Recipe of Ultimate Kroket Panggang (Indonesian Baked Croquet)
by Cornelia Castro
Kroket Panggang (Indonesian Baked Croquet)
Hello everybody, it’s Drew, welcome to my recipe site. Today, I will show you a way to make a distinctive dish, kroket panggang (indonesian baked croquet). It is one of my favorites food recipes. For mine, I am going to make it a little bit tasty. This will be really delicious.
Kroket Panggang (Indonesian Baked Croquet) is one of the most well liked of recent trending meals in the world. It is appreciated by millions every day. It’s simple, it’s fast, it tastes delicious. They’re fine and they look fantastic. Kroket Panggang (Indonesian Baked Croquet) is something which I’ve loved my whole life.
To get started with this recipe, we must first prepare a few components. You can have kroket panggang (indonesian baked croquet) using 22 ingredients and 9 steps. Here is how you can achieve it.
The ingredients needed to make Kroket Panggang (Indonesian Baked Croquet):
Get potatoes, steam, make purée
Prepare egg
Take nutmeg powder
Prepare salt
Get white pepper powder
Get Filling ingredients:
Make ready garlic, minced
Get ground chicken
Prepare frozen mixed
Take oyster sauce
Get salt and pepper
Make ready milk
Get cornstarch mixed with 2 tbsp water
Make ready Coating mixture:
Get eggs, beat
Make ready Japanese panko bread crumbs
Take vegetable oil
Make ready Mustard pickles sauce:
Get cucumber, cut out the seeds part, finely diced
Get tomato ketchup
Make ready French yellow mustard
Prepare chili sauce
Steps to make Kroket Panggang (Indonesian Baked Croquet):
Mix potato purée, nutmeg powder, salt, white pepper powder, and egg until well combined. Set aside.

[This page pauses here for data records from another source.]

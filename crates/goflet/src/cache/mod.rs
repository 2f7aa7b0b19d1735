//! In-process typed key/value cache.
//!
//! Holds serialized file metadata and the short-lived advisory locks that
//! serialize upload promotion, copy and move. Entries carry an optional TTL
//! measured from their last write; a background sweeper drops expired
//! entries every 10 seconds. When the map is full, the entry with the
//! oldest last-access time is evicted.

use std::collections::HashMap;
use std::sync::Arc;
use std::time::{Duration, Instant};

use parking_lot::RwLock;
use thiserror::Error;
use tokio_util::sync::CancellationToken;
use tracing::debug;

/// Interval between expiry sweeps.
const SWEEP_INTERVAL: Duration = Duration::from_secs(10);

/// Cache access errors.
#[derive(Debug, Error, PartialEq, Eq)]
pub enum CacheError {
    #[error("cache: key not found")]
    Miss,

    #[error("cache: type mismatch")]
    TypeMismatch,
}

/// Typed cache value.
#[derive(Debug, Clone, PartialEq)]
pub enum CacheValue {
    Int(i64),
    Float(f64),
    Bool(bool),
    Str(String),
}

/// Cache interface.
///
/// One concrete in-memory backing exists today; the trait keeps the storage
/// layer decoupled from it. A value stored with one type is only
/// retrievable through the matching typed getter.
pub trait Cache: Send + Sync {
    fn get_int(&self, key: &str) -> Result<i64, CacheError>;
    fn get_float(&self, key: &str) -> Result<f64, CacheError>;
    fn get_bool(&self, key: &str) -> Result<bool, CacheError>;
    fn get_string(&self, key: &str) -> Result<String, CacheError>;

    /// Store a value with the default TTL.
    fn set(&self, key: &str, value: CacheValue);

    /// Store a value with an explicit TTL in seconds; `ttl <= 0` never expires.
    fn set_ex(&self, key: &str, value: CacheValue, ttl_secs: i64);

    fn del(&self, key: &str);

    /// Presence check. Does not consult expiry, mirroring the write-side
    /// discipline: expired entries disappear on the next sweep.
    fn exists(&self, key: &str) -> bool;

    fn clear(&self);

    /// Replace the TTL of an existing key; `ttl <= 0` deletes it.
    fn refresh_ttl(&self, key: &str, ttl_secs: i64);
}

struct Entry {
    value: CacheValue,
    /// TTL in seconds; 0 or less means no expiry.
    ttl_secs: i64,
    last_access: Instant,
}

impl Entry {
    fn expired(&self, now: Instant) -> bool {
        self.ttl_secs > 0 && now > self.last_access + Duration::from_secs(self.ttl_secs as u64)
    }
}

/// Fixed-capacity TTL map guarded by a read/write lock.
pub struct MemoryCache {
    max_entries: usize,
    default_ttl: i64,
    map: RwLock<HashMap<String, Entry>>,
    sweeper: CancellationToken,
}

impl MemoryCache {
    /// Create a cache with the given capacity and default TTL (seconds).
    pub fn new(max_entries: usize, default_ttl: i64) -> Self {
        Self {
            max_entries,
            default_ttl,
            map: RwLock::new(HashMap::new()),
            sweeper: CancellationToken::new(),
        }
    }

    /// Start the background expiry sweeper. Must be called from within a
    /// Tokio runtime; idempotent shutdown via [`MemoryCache::close`].
    pub fn spawn_sweeper(self: Arc<Self>) {
        let cache = self;
        tokio::spawn(async move {
            let mut ticker = tokio::time::interval(SWEEP_INTERVAL);
            ticker.tick().await; // first tick fires immediately
            loop {
                tokio::select! {
                    _ = cache.sweeper.cancelled() => {
                        debug!("cache sweeper stopping");
                        break;
                    }
                    _ = ticker.tick() => cache.sweep(),
                }
            }
        });
    }

    /// Stop the background sweeper.
    pub fn close(&self) {
        self.sweeper.cancel();
    }

    /// Remove all expired entries.
    fn sweep(&self) {
        let now = Instant::now();
        let mut map = self.map.write();
        let before = map.len();
        map.retain(|_, entry| !entry.expired(now));
        let removed = before - map.len();
        if removed > 0 {
            debug!(removed, "cache sweep removed expired entries");
        }
    }

    fn get_value(&self, key: &str) -> Result<CacheValue, CacheError> {
        let map = self.map.read();
        let entry = map.get(key).ok_or(CacheError::Miss)?;
        if entry.expired(Instant::now()) {
            return Err(CacheError::Miss);
        }
        Ok(entry.value.clone())
    }

    /// Number of live entries, expired or not.
    pub fn len(&self) -> usize {
        self.map.read().len()
    }

    /// True when the map holds no entries.
    pub fn is_empty(&self) -> bool {
        self.map.read().is_empty()
    }
}

impl Cache for MemoryCache {
    fn get_int(&self, key: &str) -> Result<i64, CacheError> {
        match self.get_value(key)? {
            CacheValue::Int(v) => Ok(v),
            _ => Err(CacheError::TypeMismatch),
        }
    }

    fn get_float(&self, key: &str) -> Result<f64, CacheError> {
        match self.get_value(key)? {
            CacheValue::Float(v) => Ok(v),
            _ => Err(CacheError::TypeMismatch),
        }
    }

    fn get_bool(&self, key: &str) -> Result<bool, CacheError> {
        match self.get_value(key)? {
            CacheValue::Bool(v) => Ok(v),
            _ => Err(CacheError::TypeMismatch),
        }
    }

    fn get_string(&self, key: &str) -> Result<String, CacheError> {
        match self.get_value(key)? {
            CacheValue::Str(v) => Ok(v),
            _ => Err(CacheError::TypeMismatch),
        }
    }

    fn set(&self, key: &str, value: CacheValue) {
        self.set_ex(key, value, self.default_ttl);
    }

    fn set_ex(&self, key: &str, value: CacheValue, ttl_secs: i64) {
        let mut map = self.map.write();

        // At capacity, evict the entry with the oldest last-access time.
        if self.max_entries > 0 && map.len() >= self.max_entries && !map.contains_key(key) {
            let oldest = map
                .iter()
                .min_by_key(|(_, entry)| entry.last_access)
                .map(|(k, _)| k.clone());
            if let Some(oldest) = oldest {
                map.remove(&oldest);
            }
        }

        map.insert(
            key.to_string(),
            Entry {
                value,
                ttl_secs,
                last_access: Instant::now(),
            },
        );
    }

    fn del(&self, key: &str) {
        self.map.write().remove(key);
    }

    fn exists(&self, key: &str) -> bool {
        self.map.read().contains_key(key)
    }

    fn clear(&self) {
        self.map.write().clear();
    }

    fn refresh_ttl(&self, key: &str, ttl_secs: i64) {
        let mut map = self.map.write();
        if ttl_secs <= 0 {
            map.remove(key);
            return;
        }
        if let Some(entry) = map.get_mut(key) {
            entry.ttl_secs = ttl_secs;
        }
    }
}

/// RAII guard for a short-lived cache lock; deletes the key on drop so the
/// lock is released on every exit path.
pub struct CacheLockGuard {
    cache: Arc<dyn Cache>,
    key: String,
}

impl CacheLockGuard {
    /// Take the lock by writing `true` under `key` with the given TTL.
    pub fn acquire(cache: Arc<dyn Cache>, key: &str, ttl_secs: i64) -> Self {
        cache.set_ex(key, CacheValue::Bool(true), ttl_secs);
        Self {
            cache,
            key: key.to_string(),
        }
    }
}

impl Drop for CacheLockGuard {
    fn drop(&mut self) {
        self.cache.del(&self.key);
    }
}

Sauté garlic, ground chicken, and frozen mixed vegetables with a little oil. Add oyster sauce, salt, and white pepper powder.

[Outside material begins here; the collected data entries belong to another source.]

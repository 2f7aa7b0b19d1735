//! Goflet library.
//!
//! A lightweight, authenticated HTTP file service with resumable uploads,
//! ranged downloads, on-the-fly image derivatives and a content-addressed
//! storage layer. This library exposes the internals for integration
//! testing; the server entry point is the `goflet` binary.

pub mod cache;
pub mod config;
pub mod cron;
pub mod error;
pub mod hash;
pub mod httpx;
pub mod middleware;
pub mod routes;
pub mod state;
pub mod storage;
pub mod worker;

use axum::Router;
use axum::extract::DefaultBodyLimit;
use tower_http::trace::TraceLayer;

pub use config::Config;
pub use state::AppState;

/// Build the application router with all middleware attached.
pub fn app(state: AppState) -> Router {
    let max_post_size = state.config().file.max_post_size.max(0) as usize;

    Router::new()
        .merge(routes::file::router())
        .merge(routes::upload::router())
        .merge(routes::image::router())
        .merge(routes::meta::router())
        .merge(routes::action::router())
        .merge(routes::onlyoffice::router())
        .merge(routes::health::router())
        .layer(axum::middleware::from_fn_with_state(
            state.clone(),
            middleware::require_permission,
        ))
        .layer(DefaultBodyLimit::max(max_post_size))
        .layer(TraceLayer::new_for_http())
        .with_state(state)
}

Add milk. Bring it to boil.
Add the cornstarch mixture and continue to cook until thickened. Remove from the heat and let it cool.
Make oval patties by filling in the potato mixture with the filling mixture. Let it rest int the refrigerator for at least 3 hours.
Combine the panko and the oil in a separate frying pan and toast over medium-heat until golden brown. Transfer the panko into a bowl and allow to cool.
Dip the patties into the beaten eggs and coat with the panko. Repeat one more time.
Place the patties on a parchment lined baking sheet. Bake in a preheated 400 F oven for 15 minutes. Remove from the oven.